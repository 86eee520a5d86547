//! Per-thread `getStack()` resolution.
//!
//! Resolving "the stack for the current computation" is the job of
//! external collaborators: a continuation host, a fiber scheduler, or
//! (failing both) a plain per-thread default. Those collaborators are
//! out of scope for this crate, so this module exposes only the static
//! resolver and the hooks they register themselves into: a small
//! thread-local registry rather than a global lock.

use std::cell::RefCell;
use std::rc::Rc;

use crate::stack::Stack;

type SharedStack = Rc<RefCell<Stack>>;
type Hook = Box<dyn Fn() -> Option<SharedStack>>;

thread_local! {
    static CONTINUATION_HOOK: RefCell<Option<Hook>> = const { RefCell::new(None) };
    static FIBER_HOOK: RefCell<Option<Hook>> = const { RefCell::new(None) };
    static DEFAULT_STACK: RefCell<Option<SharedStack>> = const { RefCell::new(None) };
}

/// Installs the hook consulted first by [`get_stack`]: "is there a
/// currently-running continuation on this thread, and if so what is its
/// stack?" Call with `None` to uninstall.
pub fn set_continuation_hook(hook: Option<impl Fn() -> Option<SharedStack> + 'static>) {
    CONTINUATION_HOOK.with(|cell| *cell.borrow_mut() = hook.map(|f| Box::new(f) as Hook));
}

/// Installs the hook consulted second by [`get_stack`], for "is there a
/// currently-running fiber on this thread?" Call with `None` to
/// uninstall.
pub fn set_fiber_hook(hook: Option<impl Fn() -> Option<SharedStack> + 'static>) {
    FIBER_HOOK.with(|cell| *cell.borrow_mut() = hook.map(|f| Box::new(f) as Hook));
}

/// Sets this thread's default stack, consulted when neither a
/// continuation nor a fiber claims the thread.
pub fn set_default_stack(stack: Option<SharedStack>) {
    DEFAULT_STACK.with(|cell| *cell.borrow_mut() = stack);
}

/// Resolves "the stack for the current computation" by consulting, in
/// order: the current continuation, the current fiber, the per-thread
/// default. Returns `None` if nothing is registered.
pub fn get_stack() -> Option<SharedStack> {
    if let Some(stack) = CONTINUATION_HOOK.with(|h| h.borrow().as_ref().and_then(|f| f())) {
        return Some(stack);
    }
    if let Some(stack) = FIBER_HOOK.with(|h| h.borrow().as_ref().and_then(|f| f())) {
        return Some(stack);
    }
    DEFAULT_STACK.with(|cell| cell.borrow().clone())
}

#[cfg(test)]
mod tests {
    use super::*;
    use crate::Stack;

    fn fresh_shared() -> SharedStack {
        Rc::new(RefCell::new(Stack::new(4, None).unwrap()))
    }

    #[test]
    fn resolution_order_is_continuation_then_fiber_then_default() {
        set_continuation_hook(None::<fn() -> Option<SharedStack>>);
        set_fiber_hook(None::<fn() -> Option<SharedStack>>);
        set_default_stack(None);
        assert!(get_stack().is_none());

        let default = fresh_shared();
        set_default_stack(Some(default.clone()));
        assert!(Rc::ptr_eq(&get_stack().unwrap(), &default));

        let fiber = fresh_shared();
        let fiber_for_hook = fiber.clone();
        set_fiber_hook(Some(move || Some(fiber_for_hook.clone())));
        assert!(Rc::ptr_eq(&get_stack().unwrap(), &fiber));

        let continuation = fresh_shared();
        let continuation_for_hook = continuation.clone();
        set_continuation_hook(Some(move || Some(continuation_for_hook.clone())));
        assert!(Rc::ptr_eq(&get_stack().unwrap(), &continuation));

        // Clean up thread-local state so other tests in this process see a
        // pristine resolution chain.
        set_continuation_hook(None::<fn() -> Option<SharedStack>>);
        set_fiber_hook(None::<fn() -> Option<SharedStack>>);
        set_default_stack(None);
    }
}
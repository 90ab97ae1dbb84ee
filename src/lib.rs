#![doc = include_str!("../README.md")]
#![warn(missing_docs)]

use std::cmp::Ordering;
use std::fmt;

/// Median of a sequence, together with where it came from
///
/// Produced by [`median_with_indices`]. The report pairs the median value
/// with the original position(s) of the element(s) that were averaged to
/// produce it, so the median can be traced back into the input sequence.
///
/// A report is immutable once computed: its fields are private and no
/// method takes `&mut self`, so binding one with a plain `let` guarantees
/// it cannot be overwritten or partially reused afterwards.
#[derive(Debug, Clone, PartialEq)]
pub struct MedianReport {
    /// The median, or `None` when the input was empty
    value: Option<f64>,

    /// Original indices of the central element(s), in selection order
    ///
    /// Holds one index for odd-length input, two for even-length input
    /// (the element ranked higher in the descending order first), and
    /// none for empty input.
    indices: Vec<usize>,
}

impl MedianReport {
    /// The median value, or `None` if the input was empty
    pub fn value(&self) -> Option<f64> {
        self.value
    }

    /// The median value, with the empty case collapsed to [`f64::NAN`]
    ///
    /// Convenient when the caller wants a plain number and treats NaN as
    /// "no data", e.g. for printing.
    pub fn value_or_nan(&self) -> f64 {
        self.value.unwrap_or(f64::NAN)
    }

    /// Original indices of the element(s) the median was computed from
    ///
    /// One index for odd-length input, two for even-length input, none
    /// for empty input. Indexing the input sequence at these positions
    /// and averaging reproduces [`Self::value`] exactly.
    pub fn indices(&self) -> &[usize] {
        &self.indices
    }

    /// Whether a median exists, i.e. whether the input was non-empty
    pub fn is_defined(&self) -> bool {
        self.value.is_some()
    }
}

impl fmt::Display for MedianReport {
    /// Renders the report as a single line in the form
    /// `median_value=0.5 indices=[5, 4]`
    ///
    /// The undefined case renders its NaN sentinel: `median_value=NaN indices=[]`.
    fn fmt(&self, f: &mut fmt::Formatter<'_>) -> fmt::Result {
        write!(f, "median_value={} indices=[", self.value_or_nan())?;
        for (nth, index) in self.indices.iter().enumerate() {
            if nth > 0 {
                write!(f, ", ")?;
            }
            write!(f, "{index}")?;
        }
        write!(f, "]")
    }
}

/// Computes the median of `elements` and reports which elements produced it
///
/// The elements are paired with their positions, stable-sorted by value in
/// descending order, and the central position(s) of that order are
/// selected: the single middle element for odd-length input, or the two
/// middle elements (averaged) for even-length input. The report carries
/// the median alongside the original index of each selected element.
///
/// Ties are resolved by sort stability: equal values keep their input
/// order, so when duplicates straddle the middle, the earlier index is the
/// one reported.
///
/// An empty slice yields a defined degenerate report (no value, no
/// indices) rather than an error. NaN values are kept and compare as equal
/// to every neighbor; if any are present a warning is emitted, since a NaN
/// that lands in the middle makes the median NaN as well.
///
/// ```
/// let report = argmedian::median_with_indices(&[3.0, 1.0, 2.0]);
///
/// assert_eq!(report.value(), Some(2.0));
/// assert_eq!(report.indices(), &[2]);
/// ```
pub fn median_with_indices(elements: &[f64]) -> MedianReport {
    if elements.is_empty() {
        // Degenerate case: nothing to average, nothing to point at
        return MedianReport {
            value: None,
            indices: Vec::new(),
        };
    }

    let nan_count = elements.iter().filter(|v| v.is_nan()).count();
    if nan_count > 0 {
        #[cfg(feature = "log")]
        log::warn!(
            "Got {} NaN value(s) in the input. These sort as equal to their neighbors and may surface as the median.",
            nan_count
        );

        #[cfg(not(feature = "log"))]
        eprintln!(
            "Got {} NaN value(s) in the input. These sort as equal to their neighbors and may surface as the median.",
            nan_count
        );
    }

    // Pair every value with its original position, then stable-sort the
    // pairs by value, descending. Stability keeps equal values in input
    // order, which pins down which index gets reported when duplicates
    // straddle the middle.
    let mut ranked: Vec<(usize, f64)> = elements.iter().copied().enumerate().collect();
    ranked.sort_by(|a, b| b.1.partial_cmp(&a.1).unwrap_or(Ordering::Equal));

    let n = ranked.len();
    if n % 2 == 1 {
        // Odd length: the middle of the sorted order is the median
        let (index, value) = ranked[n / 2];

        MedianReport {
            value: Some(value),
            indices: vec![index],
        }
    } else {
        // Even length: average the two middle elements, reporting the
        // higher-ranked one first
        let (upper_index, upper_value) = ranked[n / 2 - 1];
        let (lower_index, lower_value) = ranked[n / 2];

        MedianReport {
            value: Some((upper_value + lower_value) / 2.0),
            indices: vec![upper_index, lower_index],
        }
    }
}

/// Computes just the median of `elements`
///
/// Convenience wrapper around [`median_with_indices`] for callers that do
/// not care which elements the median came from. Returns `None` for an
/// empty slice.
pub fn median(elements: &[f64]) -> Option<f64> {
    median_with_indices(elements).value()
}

» WHAT TO PRODUCE
Which lines above include the string "central"? Show them.

» ANSWER SPACE
    /// Original indices of the central element(s), in selection order
/// descending order, and the central position(s) of that order are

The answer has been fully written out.